Presumably, that’s the argument objectors will assert in the MasterCard case, in which U.S. District Judge John Gleeson entered final judgment in 2013: The judgment must be vacated because the settlement was tainted by Friedman and Ravelo’s deception. I’m drawing an inference because objectors haven’t filed public briefs in that case, but the expert report submitted in the Amex litigation broadly hints what Constantine Cannon will argue in the parallel MasterCard/Visa case.

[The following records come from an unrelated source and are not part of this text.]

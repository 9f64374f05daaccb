use crate::domain::{Address, Asset, ParseError};
use axum::{
    http::StatusCode,
    response::{IntoResponse, Response},
    Json,
};
use primitive_types::U256;
use serde::{Deserialize, Serialize};
use serde_json::json;
use thiserror::Error;

/// How a failed call surfaces to callers.
///
/// `Revert` is an explicit business-rule check; `InvalidOpcode` is an
/// arithmetic invariant violation. Both roll back the whole transaction.
#[derive(Debug, Clone, Copy, PartialEq, Eq, Serialize, Deserialize)]
#[serde(rename_all = "snake_case")]
pub enum FailureKind {
    Revert,
    InvalidOpcode,
}

impl FailureKind {
    pub fn as_str(&self) -> &'static str {
        match self {
            FailureKind::Revert => "revert",
            FailureKind::InvalidOpcode => "invalid_opcode",
        }
    }
}

/// Every way a contract call can fail.
#[derive(Debug, Clone, PartialEq, Eq, Error)]
pub enum LedgerError {
    #[error("insufficient balance of {asset} for {account:?}: needed {needed}, available {available}")]
    InsufficientBalance {
        asset: Asset,
        account: Address,
        needed: U256,
        available: U256,
    },
    #[error("insufficient allowance for {spender:?} on {owner:?}: needed {needed}, available {available}")]
    InsufficientAllowance {
        owner: Address,
        spender: Address,
        needed: U256,
        available: U256,
    },
    #[error("arithmetic overflow")]
    ArithmeticOverflow,
    #[error("arithmetic underflow")]
    ArithmeticUnderflow,
    #[error("division by zero")]
    DivisionByZero,
    #[error("order signature does not match maker {maker:?}")]
    SignatureInvalid { maker: Address },
    #[error("order expired or already filled")]
    OrderExpiredOrExhausted,
    #[error("order oversubscribed: requested {requested}, remaining {remaining}")]
    OversubscribedOrder { requested: U256, remaining: U256 },
    #[error("caller {caller:?} is not authorized")]
    Unauthorized { caller: Address },
    #[error("ledger is not deprecated")]
    NotDeprecated,
    #[error("ledger is already deprecated")]
    AlreadyDeprecated,
    #[error("successor chain loops back to {0:?}")]
    CircularSuccession(Address),
    #[error("successor chain is longer than {max_hops} links")]
    SuccessionTooLong { max_hops: usize },
    #[error("token {token:?} rejected the transfer")]
    TokenTransferFailed { token: Address },
    #[error("no contract deployed at {0:?}")]
    UnknownContract(Address),
    #[error("invalid argument: {0}")]
    InvalidArgument(&'static str),
}

impl LedgerError {
    pub fn kind(&self) -> FailureKind {
        match self {
            LedgerError::ArithmeticOverflow
            | LedgerError::ArithmeticUnderflow
            | LedgerError::DivisionByZero => FailureKind::InvalidOpcode,
            _ => FailureKind::Revert,
        }
    }
}

#[derive(Debug, Error)]
pub enum AppError {
    #[error("Internal server error: {0}")]
    Internal(String),
    #[error("Not found: {0}")]
    NotFound(String),
    #[error("Bad request: {0}")]
    BadRequest(String),
}

impl From<sqlx::Error> for AppError {
    fn from(err: sqlx::Error) -> Self {
        AppError::Internal(err.to_string())
    }
}

impl From<ParseError> for AppError {
    fn from(err: ParseError) -> Self {
        AppError::BadRequest(err.to_string())
    }
}

impl From<crate::node::NodeError> for AppError {
    fn from(err: crate::node::NodeError) -> Self {
        match err {
            crate::node::NodeError::Ledger(LedgerError::UnknownContract(address)) => {
                AppError::NotFound(format!("no contract deployed at {:?}", address))
            }
            crate::node::NodeError::Ledger(e) => AppError::BadRequest(e.to_string()),
            crate::node::NodeError::Db(e) => AppError::Internal(e.to_string()),
        }
    }
}

impl IntoResponse for AppError {
    fn into_response(self) -> Response {
        let (status, error_message) = match self {
            AppError::Internal(msg) => (StatusCode::INTERNAL_SERVER_ERROR, msg),
            AppError::NotFound(msg) => (StatusCode::NOT_FOUND, msg),
            AppError::BadRequest(msg) => (StatusCode::BAD_REQUEST, msg),
        };

        let body = Json(json!({
            "error": error_message,
        }));

        (status, body).into_response()
    }
}
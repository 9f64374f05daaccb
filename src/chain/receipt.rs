use crate::domain::{Address, BlockNumber, Log};
use crate::error::{FailureKind, LedgerError};
use primitive_types::H256;
use serde::{Deserialize, Serialize};

/// Outcome of one executed transaction.
///
/// A failed transaction still gets a receipt and a block; its logs are empty
/// because every state change it made was rolled back.
#[derive(Debug, Clone, PartialEq, Serialize, Deserialize)]
#[serde(rename_all = "camelCase")]
pub struct Receipt {
    pub tx_hash: H256,
    pub block_number: BlockNumber,
    pub from: Address,
    pub to: Address,
    pub method: String,
    pub success: bool,
    #[serde(skip_serializing_if = "Option::is_none", default)]
    pub failure_kind: Option<FailureKind>,
    #[serde(skip_serializing_if = "Option::is_none", default)]
    pub message: Option<String>,
    pub logs: Vec<Log>,
    #[serde(skip)]
    pub error: Option<LedgerError>,
}

impl Receipt {
    pub(crate) fn succeeded(
        tx_hash: H256,
        block_number: BlockNumber,
        from: Address,
        to: Address,
        method: &str,
        logs: Vec<Log>,
    ) -> Self {
        Self {
            tx_hash,
            block_number,
            from,
            to,
            method: method.to_string(),
            success: true,
            failure_kind: None,
            message: None,
            logs,
            error: None,
        }
    }

    pub(crate) fn failed(
        tx_hash: H256,
        block_number: BlockNumber,
        from: Address,
        to: Address,
        method: &str,
        error: LedgerError,
    ) -> Self {
        Self {
            tx_hash,
            block_number,
            from,
            to,
            method: method.to_string(),
            success: false,
            failure_kind: Some(error.kind()),
            message: Some(error.to_string()),
            logs: Vec::new(),
            error: Some(error),
        }
    }

    pub fn into_result(self) -> Result<Receipt, LedgerError> {
        match self.error.clone() {
            Some(err) => Err(err),
            None => Ok(self),
        }
    }
}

Friedman and his co-lead class counsel in the Amex case, Read McCaffrey and Reinhardt Wendorf & Blanchfield, also submitted a brief Wednesday, arguing that nothing in Friedman’s communications with Ravelo “suggests Mr. Friedman ever had any purpose other than furthering the interests of the merchant class members. And nothing in the Communications indicates that he ever took any action detrimental to the members of the class” in either the Amex or MasterCard cases. The Amex class was represented by two well-qualified lawyers aside from Friedman, their brief said, and neither Friedman nor Ravelo had any authority to settle the MasterCard case.

Amex, MasterCard and class counsel in the MasterCard case have all said at different points in the saga over the Friedman disclosures that his mistakes did not ultimately impact the hard-fought settlements they reached with merchants. Amex, which is represented by Boies Schiller & Flexner, has until next week to respond to Wednesday’s briefs. The MasterCard filings will hit the docket on Sept. 1.

As I said above, we may never know why Friedman did what he did. But we are getting closer to finding out the consequences of his actions.